27 février 2012

Sur le mur

 Participation au blog à mille mains
        Musique de  Our Broken Garden


photo : Gabrielle


J’ai pris une photo pour vérifier. Je voulais être sûr.
Car ces derniers jours, les événements s'enchaînent les uns après les autres avec une nette tendance à aller vers le bizarre. Je sais bien qu’une photo n’est pas une preuve mais ça me rassure. Je me dis que ce serait quand même un monde si mes yeux se trompaient deux fois. Je n’ai guère confiance en ma faculté à décoder le réel, soit. Mais un fichier numérique devant lequel je peux me poser calmement, sur lequel je peux appliquer tous les outils à ma disposition, dont la loupe, non, ça ne saurait me mentir.
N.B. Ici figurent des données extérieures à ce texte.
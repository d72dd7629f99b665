//! Error types for the game layer.

use minima_landscape::Dimension;
use minima_protocol::PlayerId;

use crate::GamePhase;

/// Errors from game-session transitions.
///
/// None of these are fatal: the session is left exactly as it was.
#[derive(Debug, Clone, PartialEq, thiserror::Error)]
pub enum GameError {
    /// The operation is not allowed in the current phase.
    #[error("cannot {operation} while {phase}")]
    InvalidState {
        operation: &'static str,
        phase: GamePhase,
    },

    /// `start` was called with nobody on the roster.
    #[error("cannot start a game with an empty roster")]
    EmptyRoster,

    /// The player is not on the roster of the running game.
    #[error("player {0} is not in the game")]
    NotInGame(PlayerId),

    /// The player has not registered a username yet.
    #[error("player {0} has no username")]
    NotRegistered(PlayerId),

    /// Game settings failed validation.
    #[error("invalid game settings: {0}")]
    InvalidSettings(String),

    /// A submitted position has the wrong number of coordinates.
    #[error("position is {actual}D but the game is {expected}D")]
    PositionMismatch {
        expected: Dimension,
        actual: Dimension,
    },
}

impl GameError {
    /// Short reason sent back to a client as `ERROR <reason>`.
    pub fn wire_reason(&self) -> &'static str {
        match self {
            Self::InvalidState {
                phase: GamePhase::WaitingForPlayers,
                ..
            } => "game not started",
            Self::InvalidState { .. } => "invalid state",
            Self::EmptyRoster => "empty roster",
            Self::NotInGame(_) => "not in game",
            Self::NotRegistered(_) => "username required",
            Self::InvalidSettings(_) => "invalid settings",
            Self::PositionMismatch { .. } => "invalid position",
        }
    }
}
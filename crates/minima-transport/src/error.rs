/// Errors that can occur in the transport layer.
#[derive(Debug, thiserror::Error)]
pub enum TransportError {
    /// The connection was closed.
    #[error("connection closed: {0}")]
    ConnectionClosed(String),

    /// Sending data failed.
    #[error("send failed: {0}")]
    SendFailed(#[source] std::io::Error),

    /// Receiving data failed.
    #[error("receive failed: {0}")]
    ReceiveFailed(#[source] std::io::Error),

    /// A line exceeded the configured maximum length.
    #[error("line exceeds {0} bytes")]
    LineTooLong(usize),

    /// Binding or accepting connections failed.
    #[error("accept failed: {0}")]
    AcceptFailed(#[source] std::io::Error),

    /// Opening an outgoing connection failed.
    #[error("connect failed: {0}")]
    ConnectFailed(#[source] std::io::Error),
}
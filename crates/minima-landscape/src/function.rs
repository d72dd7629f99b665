//! The hidden objective function players try to minimize.

use serde::{Deserialize, Serialize};

use crate::search::global_minimum;
use crate::{Difficulty, Dimension, Domain, Landscape, LandscapeError, Minimum, Point};

/// One recorded probe of a hidden function.
#[derive(Debug, Clone, Copy, PartialEq, Serialize, Deserialize)]
pub struct Evaluation {
    pub point: Point,
    pub value: f64,
}

/// A seed-determined landscape with a precomputed true minimum.
///
/// The structure and true minimum are a pure function of
/// `(seed, difficulty, domain, dimension)`. The evaluation history is
/// bookkeeping for introspection only; scores never read it.
#[derive(Debug, Clone)]
pub struct HiddenFunction {
    seed: u64,
    difficulty: Difficulty,
    domain: Domain,
    landscape: Landscape,
    true_minimum: Minimum,
    history: Vec<Evaluation>,
    best: Option<Evaluation>,
}

impl HiddenFunction {
    /// Builds the function for the given inputs. Never fails.
    pub fn generate(seed: u64, difficulty: Difficulty, domain: Domain, dim: Dimension) -> Self {
        let landscape = Landscape::build(seed, difficulty, &domain, dim);
        let true_minimum = global_minimum(&landscape, &domain);
        tracing::debug!(
            seed,
            %difficulty,
            %domain,
            %dim,
            minimum = true_minimum.value,
            "hidden function generated"
        );
        Self {
            seed,
            difficulty,
            domain,
            landscape,
            true_minimum,
            history: Vec::new(),
            best: None,
        }
    }

    /// Evaluates at `point`, recording the probe and updating the running best.
    ///
    /// # Errors
    /// [`LandscapeError::DimensionMismatch`] or [`LandscapeError::OutOfDomain`].
    /// A failed call leaves history and best untouched.
    pub fn evaluate(&mut self, point: Point) -> Result<f64, LandscapeError> {
        let value = self.value_at(&point)?;
        let probe = Evaluation { point, value };
        self.history.push(probe);
        if self.best.is_none_or(|b| value < b.value) {
            self.best = Some(probe);
        }
        Ok(value)
    }

    /// Checked evaluation without any tracking.
    pub fn value_at(&self, point: &Point) -> Result<f64, LandscapeError> {
        self.check(point)?;
        Ok(self.landscape.value(point))
    }

    fn check(&self, point: &Point) -> Result<(), LandscapeError> {
        let expected = self.dimension();
        if point.dimension() != expected {
            return Err(LandscapeError::DimensionMismatch {
                expected,
                actual: point.dimension(),
            });
        }
        let coords: &[f64] = match point {
            Point::X(x) => &[*x],
            Point::XY(x, y) => &[*x, *y],
        };
        match coords.iter().find(|c| !self.domain.contains(**c)) {
            Some(&value) => Err(LandscapeError::OutOfDomain {
                value,
                domain: self.domain,
            }),
            None => Ok(()),
        }
    }

    /// Clears history and best, e.g. before handing the function to a new player.
    pub fn reset_history(&mut self) {
        self.history.clear();
        self.best = None;
    }

    pub fn seed(&self) -> u64 {
        self.seed
    }

    pub fn difficulty(&self) -> Difficulty {
        self.difficulty
    }

    pub fn domain(&self) -> Domain {
        self.domain
    }

    pub fn dimension(&self) -> Dimension {
        self.landscape.dimension()
    }

    /// Generated structure: base polynomial(s), noise terms, bumps.
    pub fn landscape(&self) -> &Landscape {
        &self.landscape
    }

    pub fn true_minimum(&self) -> Minimum {
        self.true_minimum
    }

    pub fn history(&self) -> &[Evaluation] {
        &self.history
    }

    pub fn eval_count(&self) -> usize {
        self.history.len()
    }

    /// Lowest value evaluated so far.
    pub fn best(&self) -> Option<Evaluation> {
        self.best
    }
}
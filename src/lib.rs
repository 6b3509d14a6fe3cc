//! # portstore
//!
//! A small HTTP service for switch port records: port number, hostname,
//! VLAN, port type and LAG flag. The whole collection lives in one JSON
//! file that is re-read on every request and rewritten on every change.
//!
//! The crate is the service plus the thin HTTP layer it runs on:
//!
//! - Radix-tree routing via [`matchit`], one tree per method
//! - hyper connections on tokio, HTTP/1.1 and HTTP/2
//! - Graceful shutdown on SIGTERM / Ctrl-C
//!
//! ## Quick start
//!
//! ```rust,no_run
//! use std::sync::Arc;
//! use portstore::{api, JsonFileStore, PortService, Server};
//!
//! #[tokio::main]
//! async fn main() -> Result<(), portstore::Error> {
//!     let store = JsonFileStore::new("data/ports.json");
//!     store.ensure_exists()?;
//!     let app = api::routes(Arc::new(PortService::new(Arc::new(store))));
//!     Server::bind(([0, 0, 0, 0], 8000)).serve(app).await
//! }
//! ```

mod error;
mod handler;
mod method;
mod port;
mod request;
mod response;
mod router;
mod server;
mod service;
mod status;
mod store;

pub mod api;
pub mod config;
pub mod health;

pub use config::Config;
pub use error::{ApiError, Error, StoreError};
pub use handler::Handler;
pub use method::Method;
pub use port::{Port, PortInput};
pub use request::Request;
pub use response::{IntoResponse, Json, Response, ResponseBuilder};
pub use router::Router;
pub use server::Server;
pub use service::PortService;
pub use status::Status;
pub use store::{JsonFileStore, MemoryStore, PortStorage};
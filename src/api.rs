//! The `/api/ports` route table and its handlers.
//!
//! | Method | Path | Success |
//! |---|---|---|
//! | GET | `/api/ports` | 200 `{"ports": [...]}` |
//! | POST | `/api/ports` | 201 created port |
//! | PUT | `/api/ports/{id}` | 200 updated port |
//! | DELETE | `/api/ports/{id}` | 200 `{"deleted": id}` |

use std::future::Future;
use std::sync::Arc;

use serde::Serialize;
use tracing::warn;

use crate::error::ApiError;
use crate::health;
use crate::port::{Port, PortInput};
use crate::response::Json;
use crate::service::PortService;
use crate::{IntoResponse, Method, Request, Response, Router, Status};

#[derive(Serialize)]
struct PortList {
    ports: Vec<Port>,
}

#[derive(Serialize)]
struct Deleted<'a> {
    deleted: &'a str,
}

/// Builds the full route table over `service`.
///
/// Only the exact collection path lists; `GET /api/ports/<anything>` has no
/// route and answers the plain 404.
pub fn routes(service: Arc<PortService>) -> Router {
    Router::new()
        .on(Method::Get,    "/api/ports",      with(&service, list_ports))
        .on(Method::Post,   "/api/ports",      with(&service, create_port))
        .on(Method::Put,    "/api/ports/{id}", with(&service, update_port))
        .on(Method::Delete, "/api/ports/{id}", with(&service, delete_port))
        .on(Method::Get,    "/healthz",        health::liveness)
        .on(Method::Get,    "/readyz",         with(&service, health::readiness))
}

/// Adapts a `(service, request)` handler into a plain request handler.
fn with<F, Fut>(service: &Arc<PortService>, f: F) -> impl Fn(Request) -> Fut + Send + Sync + 'static + use<F, Fut>
where
    F: Fn(Arc<PortService>, Request) -> Fut + Send + Sync + 'static,
    Fut: Future<Output = Response> + Send + 'static,
{
    let service = Arc::clone(service);
    move |req: Request| f(Arc::clone(&service), req)
}

fn reject(err: ApiError, req: &Request) -> Response {
    if !matches!(err, ApiError::Store(_) | ApiError::Worker(_)) {
        warn!(method = %req.method(), path = req.path(), "{err}");
    }
    err.into_response()
}

fn path_id(req: &Request) -> &str {
    req.param("id").unwrap_or_default()
}

/// Runs a store-touching call on the blocking pool so file I/O and the
/// write lock never park a runtime worker.
async fn blocking<T, F>(f: F) -> Result<T, ApiError>
where
    F: FnOnce() -> Result<T, ApiError> + Send + 'static,
    T: Send + 'static,
{
    tokio::task::spawn_blocking(f).await?
}

async fn list_ports(service: Arc<PortService>, req: Request) -> Response {
    match blocking(move || service.list()).await {
        Ok(ports) => Response::builder().json_value(&PortList { ports }),
        Err(e) => reject(e, &req),
    }
}

async fn create_port(service: Arc<PortService>, req: Request) -> Response {
    let created = match PortInput::from_body(req.body()) {
        Ok(input) => blocking(move || service.create(input)).await,
        Err(e) => Err(e),
    };
    match created {
        Ok(port) => Response::builder().status(Status::Created).json_value(&port),
        Err(e) => reject(e, &req),
    }
}

async fn update_port(service: Arc<PortService>, req: Request) -> Response {
    let id = path_id(&req).to_owned();
    let updated = match PortInput::from_body(req.body()) {
        Ok(input) => blocking(move || service.update(&id, input)).await,
        Err(e) => Err(e),
    };
    match updated {
        Ok(port) => Json(port).into_response(),
        Err(e) => reject(e, &req),
    }
}

async fn delete_port(service: Arc<PortService>, req: Request) -> Response {
    let id = path_id(&req).to_owned();
    let target = id.clone();
    match blocking(move || service.delete(&target)).await {
        Ok(_) => Response::builder().json_value(&Deleted { deleted: &id }),
        Err(e) => reject(e, &req),
    }
}
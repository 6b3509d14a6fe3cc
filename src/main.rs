use std::sync::Arc;

use tracing::info;
use tracing_subscriber::EnvFilter;

use portstore::{Config, Error, JsonFileStore, PortService, Server, api};

#[tokio::main]
async fn main() -> Result<(), Error> {
    tracing_subscriber::fmt()
        .with_env_filter(EnvFilter::try_from_default_env().unwrap_or_else(|_| EnvFilter::new("info")))
        .init();

    let config = Config::from_env()?;

    let store = JsonFileStore::new(&config.data_file);
    store.ensure_exists()?;
    info!(data_file = %config.data_file.display(), "using port store");

    let app = api::routes(Arc::new(PortService::new(Arc::new(store))));

    Server::bind(config.listen_addr()).serve(app).await
}
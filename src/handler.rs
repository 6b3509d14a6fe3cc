//! Handler trait and type erasure.
//!
//! Routes of different concrete handler types live in one table, so each
//! handler is boxed behind [`ErasedHandler`] when it is registered:
//!
//! ```text
//! move |req| list_ports(svc.clone(), req)      ← closure capturing state
//!        ↓ Router::on(Method::Get, "/api/ports", …)
//! Arc::new(FnHandler(closure))                 ← stored as BoxedHandler
//!        ↓ at request time
//! Box::pin(async { fut.await.into_response() })
//! ```
//!
//! Per request that is one `Arc` clone and one virtual call.

use std::future::Future;
use std::pin::Pin;
use std::sync::Arc;

use crate::request::Request;
use crate::response::{IntoResponse, Response};

pub(crate) type BoxFuture = Pin<Box<dyn Future<Output = Response> + Send + 'static>>;

#[doc(hidden)]
pub trait ErasedHandler {
    fn call(&self, req: Request) -> BoxFuture;
}

#[doc(hidden)]
pub type BoxedHandler = Arc<dyn ErasedHandler + Send + Sync + 'static>;

/// Implemented for every valid route handler.
///
/// Satisfied automatically by any `async fn(Request) -> impl IntoResponse`
/// and by closures of the same shape, which is how handlers get at shared
/// state. Sealed: only the blanket impl below can provide it.
pub trait Handler: private::Sealed + Send + Sync + 'static {
    #[doc(hidden)]
    fn into_boxed_handler(self) -> BoxedHandler;
}

mod private {
    pub trait Sealed {}
}

impl<F, Fut, R> private::Sealed for F
where
    F: Fn(Request) -> Fut + Send + Sync + 'static,
    Fut: Future<Output = R> + Send + 'static,
    R: IntoResponse + Send + 'static,
{
}

impl<F, Fut, R> Handler for F
where
    F: Fn(Request) -> Fut + Send + Sync + 'static,
    Fut: Future<Output = R> + Send + 'static,
    R: IntoResponse + Send + 'static,
{
    fn into_boxed_handler(self) -> BoxedHandler {
        Arc::new(FnHandler(self))
    }
}

struct FnHandler<F>(F);

impl<F, Fut, R> ErasedHandler for FnHandler<F>
where
    F: Fn(Request) -> Fut + Send + Sync,
    Fut: Future<Output = R> + Send + 'static,
    R: IntoResponse + Send + 'static,
{
    fn call(&self, req: Request) -> BoxFuture {
        let fut = (self.0)(req);
        Box::pin(async move { fut.await.into_response() })
    }
}
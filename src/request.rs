//! Incoming HTTP request type.

use std::collections::HashMap;

use bytes::Bytes;
use http::HeaderMap;

use crate::method::Method;

/// An incoming HTTP request with its body already collected.
pub struct Request {
    pub(crate) method: Method,
    pub(crate) path: String,
    pub(crate) headers: HeaderMap,
    pub(crate) body: Bytes,
    pub(crate) params: HashMap<String, String>,
}

impl Request {
    pub(crate) fn new(
        method: Method,
        path: String,
        headers: HeaderMap,
        body: Bytes,
        params: HashMap<String, String>,
    ) -> Self {
        Self { method, path, headers, body, params }
    }

    pub fn method(&self) -> Method { self.method }
    pub fn path(&self) -> &str { &self.path }
    pub fn headers(&self) -> &HeaderMap { &self.headers }
    pub fn body(&self) -> &[u8] { &self.body }

    /// Case-insensitive header lookup. Non-UTF-8 values read as absent.
    pub fn header(&self, name: &str) -> Option<&str> {
        self.headers.get(name).and_then(|v| v.to_str().ok())
    }

    /// Returns a named path parameter.
    ///
    /// For a route `/api/ports/{id}`, `req.param("id")` on
    /// `/api/ports/port-3` returns `Some("port-3")`.
    pub fn param(&self, key: &str) -> Option<&str> {
        self.params.get(key).map(String::as_str)
    }
}

#[cfg(test)]
impl Request {
    pub(crate) fn for_test(method: Method, path: &str, body: &[u8]) -> Self {
        Self::new(
            method,
            path.to_owned(),
            HeaderMap::new(),
            Bytes::copy_from_slice(body),
            HashMap::new(),
        )
    }
}
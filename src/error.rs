//! Error types.
//!
//! Three layers, three enums. [`StoreError`] is what a storage backend can
//! fail with. [`ApiError`] is what a port operation can fail with and knows
//! how to render itself as an HTTP response. [`Error`] covers startup and the
//! server loop: binding, configuration, seeding the data file.

use thiserror::Error;
use tracing::error;

use crate::response::{IntoResponse, Response};
use crate::status::Status;

/// Failure inside a [`PortStorage`](crate::PortStorage) backend.
#[derive(Debug, Error)]
pub enum StoreError {
    #[error("io: {0}")]
    Io(#[from] std::io::Error),

    #[error("json: {0}")]
    Json(#[from] serde_json::Error),
}

/// Failure of a single port operation.
#[derive(Debug, Error)]
pub enum ApiError {
    /// The request body was not a usable JSON object.
    #[error("Invalid JSON")]
    InvalidJson,

    /// No stored port carries the requested id.
    #[error("Port not found")]
    NotFound,

    /// The backing store could not be read or written.
    #[error("store: {0}")]
    Store(#[from] StoreError),

    /// The blocking task running the store call panicked or was cancelled.
    #[error("worker: {0}")]
    Worker(#[from] tokio::task::JoinError),
}

impl ApiError {
    pub fn status(&self) -> Status {
        match self {
            Self::InvalidJson => Status::BadRequest,
            Self::NotFound => Status::NotFound,
            Self::Store(_) | Self::Worker(_) => Status::InternalServerError,
        }
    }
}

impl IntoResponse for ApiError {
    fn into_response(self) -> Response {
        let message = match &self {
            Self::Store(e) => {
                error!("port store failure: {e}");
                "Internal server error".to_owned()
            }
            Self::Worker(e) => {
                error!("port store task failed: {e}");
                "Internal server error".to_owned()
            }
            other => other.to_string(),
        };
        Response::builder()
            .status(self.status())
            .json_value(&serde_json::json!({ "error": message }))
    }
}

/// The error type returned by startup and [`Server::serve`](crate::Server::serve).
#[derive(Debug, Error)]
pub enum Error {
    #[error("io: {0}")]
    Io(#[from] std::io::Error),

    #[error("store: {0}")]
    Store(#[from] StoreError),

    #[error("config: {0}")]
    Config(String),
}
J’avoue que je n’avais pas la grande forme lorsque j’ai franchi une énième fois la porte de ce bistrot. Il parait qu’on s’habitue à tout. Pas sûr dans mon cas. Ça me fout en l’air à chaque fois quand elles me susurrent à l’oreille : “l’amour physique est sans issue.” D’abord parce que je supporte mal qu’on me chipe mes citations. Et ensuite parce que je croyais trop la connaître la fin de l’histoire : elles se rentrent toutes, vite fait bien fait, blottir leurs petites têtes désolées bien au chaud entre les épaules de leurs réguliers. Ça a beau être charmant, complètement humain, j’ai beau me dire aussi que je participe activement à la consolidation de l’institution du couple en milieu urbain, ça me ferait quand même fichtrement plaisir d’être sûr, au moins une fois dans ma vie, de pouvoir tripoter en m’étirant au réveil, un de ces petits seins qu’elles affichent sans vergogne en photo sur les murs.

Mais non, je tourne en rond seul dans mon lit, ne palpe que du vide, dors trop et ne les entends jamais partir. Et pour garder toute la cohérence qui me caractérise, j’avoue aussi que je ne les vois pas non plus arriver...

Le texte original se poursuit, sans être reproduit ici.